Age-friendly and Child-friendly Communities

Credit: Picture BC

According to the 2011 census, seniors (65+ years of age) compose about 15% of British Columbia’s population, and children and youth (0-17 years) compose 19% of the province’s population. Children, youth, and seniors form an important part of every community. They also have unique needs around leisure, accessibility, and health that local governments need to consider.

What is this issue about?

Age-friendly and child-friendly communities, as their names imply, are communities that provide the programs, resources, and infrastructure required for seniors, children, and youth to thrive. Such communities consider the needs of these residents in their community planning and policy work. While some activities and programs may be planned for and appeal to one age, there are benefits for the whole community.


  • According to WHO, “an age-friendly city encourages active ageing by optimizing opportunities for health, participation, and security in order to enhance quality of life as people age.”i
  • Age-friendly cities consider seniors’ needs with regard to outdoor spaces and buildings, transportation, housing, social participation, respect and social inclusion, civic participation and employment, communication and information, and community support and health services.
  • Through Age-friendly BC, the government of British Columbia is working with local governments and other stakeholders to achieve the vision of a province where people of all ages and abilities feel included and valued in their communities.


According to UNICEF, “a child friendly city is a city or any local system of governance that is committed to fulfilling children’s rights,” including safety and health, civic development, play and social activities, and equal opportunity rights.ii

Why are age-friendly and child-friendly communities important for health and well-being?

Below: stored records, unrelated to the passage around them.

//! Coordinate work in two dimensions.

use std::fmt;

use crate::Position;

/// A movement direction in two dimensions.
#[derive(Debug, PartialEq, Eq, Clone, Copy, Hash)]
pub enum Direction {
    Up,
    Down,
    Left,
    Right,
}

const DIRECTIONS: [Direction; 4] = [
    Direction::Up,
    Direction::Left,
    Direction::Right,
    Direction::Down,
];

impl Direction {
    /// Enumerates all directions of movement in "reading order",
    /// i.e. such that the resulting points are in reading order
    /// from the current position.
    pub fn all() -> impl Iterator<Item = Self> {
        DIRECTIONS.iter().cloned()
    }

    pub fn reverse(self) -> Direction {
        match self {
            Direction::Up => Direction::Down,
            Direction::Down => Direction::Up,
            Direction::Left => Direction::Right,
            Direction::Right => Direction::Left,
        }
    }
}

impl fmt::Display for Direction {
    fn fmt(&self, f: &mut fmt::Formatter) -> fmt::Result {
        let name = match self {
            Direction::Up => "up",
            Direction::Down => "down",
            Direction::Left => "left",
            Direction::Right => "right",
        };
        write!(f, "{}", name)
    }
}

/// A location in 2D space.
///
/// Essentially a 2-tuple of x and y position, with y growing downwards.
#[derive(Debug, Clone, Copy, PartialEq, Eq, Hash)]
pub struct Point {
    pub x: Position,
    pub y: Position,
}

impl Point {
    /// Build a new point from coordinates.
    pub fn new(x: Position, y: Position) -> Self {
        Self { x, y }
    }

    /// Returns a point at (0, 0)
    pub fn origin() -> Self {
        Self { x: 0, y: 0 }
    }

    /// Step in a given direction.
    pub fn step(self, direction: Direction) -> Self {
        match direction {
            Direction::Left => Self::new(self.x - 1, self.y),
            Direction::Right => Self::new(self.x + 1, self.y),
            Direction::Up => Self::new(self.x, self.y - 1),
            Direction::Down => Self::new(self.x, self.y + 1),
        }
    }

    /// Manhattan distance between two points is the distance along
    /// each coordinate
    pub fn manhattan_distance(self, other: Point) -> Position {
        (self.x - other.x).abs() + (self.y - other.y).abs()
    }
}

impl Default for Point {
    fn default() -> Self {
        Self::origin()
    }
}

impl fmt::Display for Point {
    fn fmt(&self, f: &mut fmt::Formatter) -> fmt::Result {
        write!(f, "{},{}", self.x, self.y)
    }
}

/// A rectangle of cells, stored row by row in a flat buffer.
///
/// Converts between flat indices and points, and keeps movement
/// inside the board.
#[derive(Debug, Clone, Copy, PartialEq, Eq, Hash)]
pub struct Grid {
    width: usize,
    height: usize,
}

impl Grid {
    pub fn new(width: usize, height: usize) -> Self {
        Self { width, height }
    }

    pub fn square(side: usize) -> Self {
        Self::new(side, side)
    }

    /// Number of cells on the grid.
    pub fn len(&self) -> usize {
        self.width * self.height
    }

    pub fn is_empty(&self) -> bool {
        self.len() == 0
    }

    pub fn contains(&self, point: Point) -> bool {
        point.x >= 0
            && point.y >= 0
            && (point.x as usize) < self.width
            && (point.y as usize) < self.height
    }

    /// The point for a flat index, or `None` past the end of the grid.
    pub fn point(&self, index: usize) -> Option<Point> {
        if index >= self.len() {
            return None;
        }
        Some(Point::new(
            (index % self.width) as Position,
            (index / self.width) as Position,
        ))
    }

    /// The flat index for a point, or `None` off the grid.
    pub fn index(&self, point: Point) -> Option<usize> {
        if !self.contains(point) {
            return None;
        }
        Some(point.y as usize * self.width + point.x as usize)
    }

    /// Step in a direction, staying on the grid.
    pub fn step(&self, point: Point, direction: Direction) -> Option<Point> {
        let next = point.step(direction);
        if self.contains(next) {
            Some(next)
        } else {
            None
        }
    }

    /// Directions which lead to another cell from `point`, with the cell
    /// reached.
    pub fn moves(&self, point: Point) -> impl Iterator<Item = (Direction, Point)> + '_ {
        Direction::all().filter_map(move |d| self.step(point, d).map(|p| (d, p)))
    }
}
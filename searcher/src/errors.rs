use thiserror::Error;

/// Error produced when a search cannot be carried out.
///
/// Exhausting the frontier without reaching a goal is not an error, see
/// [crate::Outcome::NoSolution].
#[derive(Debug, Error, PartialEq, Eq)]
pub enum SearchError {
    #[error("Invalid state: {0}")]
    InvalidState(String),

    #[error("Step limit exhausted after {0} steps")]
    StepLimitExhausted(usize),

    #[error("Invalid path: {0}")]
    InvalidPath(String),
}

/// Result when a search method might fail.
pub type Result<T> = std::result::Result<T, SearchError>;
fn main() {
    match statespace::solver() {
        Ok(_) => {}
        Err(e) => {
            eprintln!("{:#}", e);
            std::process::exit(1);
        }
    }
}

An age-friendly community is important for seniors’ health because it allows seniors to stay active and connected to others, while also “aging in place.” Age-friendly communities reduce travel barriers, allowing seniors to visit friends, exercise, and volunteer, all of which are good for mental and physical health as they reduce depression and heart disease, and increase life expectancy. Age-friendly communities have physical infrastructure that is less likely to cause falls, a major cause of disability among seniors.

A child-friendly community is important for a healthy community because it sets the stage for a good start in life, leading to healthy mental, social, and physical development, as well as healthy lifestyle habits. Child-friendly communities provide opportunities for physically active play and sport through recreation programs and playgrounds, learning opportunities through libraries and community events, and civic engagement and leadership development through municipal processes. Provided early in life, these opportunities allow children and youth to build the confidence, knowledge, and skills they need to thrive as they develop. Simply put, local conditions that support healthy children and youth also support the development of healthy adults and a healthy society overall.

Did You Know?

  • In 2011, 16% of B.C.’s population was composed of seniors.iii By 2036, this number is expected to rise to 24%.iv
  • In 2011, 45,300 seniors (65+ years old) in B.C. lived in seniors homes, composing 6.6% of the senior population.v
  • In 2011, 19.1% of B.C.’s population was composed of children and youth (0-17 years old).vi
  • In 2010, B.C. had the second highest child poverty rate in Canada.vii

Why do age-friendliness and child-friendliness matter for local governments?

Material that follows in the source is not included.